=== Exercise instructions ===
What is needed is an exact copy of the lines from the one containing "contract is unmet" through the last line of the entries below, both included.

[Saved entries]
# # # #
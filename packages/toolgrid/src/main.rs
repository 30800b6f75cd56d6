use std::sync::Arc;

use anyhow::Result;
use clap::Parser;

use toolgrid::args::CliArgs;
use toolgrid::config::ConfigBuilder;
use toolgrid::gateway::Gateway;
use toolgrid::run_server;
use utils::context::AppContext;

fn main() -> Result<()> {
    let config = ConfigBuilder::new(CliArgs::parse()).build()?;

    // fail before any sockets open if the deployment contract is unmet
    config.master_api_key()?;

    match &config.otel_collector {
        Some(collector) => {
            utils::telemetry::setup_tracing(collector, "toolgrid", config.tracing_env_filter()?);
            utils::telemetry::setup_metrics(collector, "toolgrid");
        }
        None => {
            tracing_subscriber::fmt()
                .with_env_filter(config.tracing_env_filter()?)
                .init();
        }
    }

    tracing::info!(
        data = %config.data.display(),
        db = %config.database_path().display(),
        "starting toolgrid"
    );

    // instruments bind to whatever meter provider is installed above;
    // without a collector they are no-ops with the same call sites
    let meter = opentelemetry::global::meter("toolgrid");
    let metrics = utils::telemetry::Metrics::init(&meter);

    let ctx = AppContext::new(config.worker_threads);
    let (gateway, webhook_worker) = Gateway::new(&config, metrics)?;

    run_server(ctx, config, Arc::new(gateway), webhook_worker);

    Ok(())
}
# # # #
=== Answer for this exercise ===
    // fail before any sockets open if the deployment contract is unmet
    config.master_api_key()?;

    match &config.otel_collector {
        Some(collector) => {
            utils::telemetry::setup_tracing(collector, "toolgrid", config.tracing_env_filter()?);
            utils::telemetry::setup_metrics(collector, "toolgrid");
        }
        None => {
            tracing_subscriber::fmt()
                .with_env_filter(config.tracing_env_filter()?)
                .init();
        }
    }

    tracing::info!(
        data = %config.data.display(),
        db = %config.database_path().display(),
        "starting toolgrid"
    );

    // instruments bind to whatever meter provider is installed above;
    // without a collector they are no-ops with the same call sites
    let meter = opentelemetry::global::meter("toolgrid");
    let metrics = utils::telemetry::Metrics::init(&meter);

    let ctx = AppContext::new(config.worker_threads);
    let (gateway, webhook_worker) = Gateway::new(&config, metrics)?;

    run_server(ctx, config, Arc::new(gateway), webhook_worker);

    Ok(())
}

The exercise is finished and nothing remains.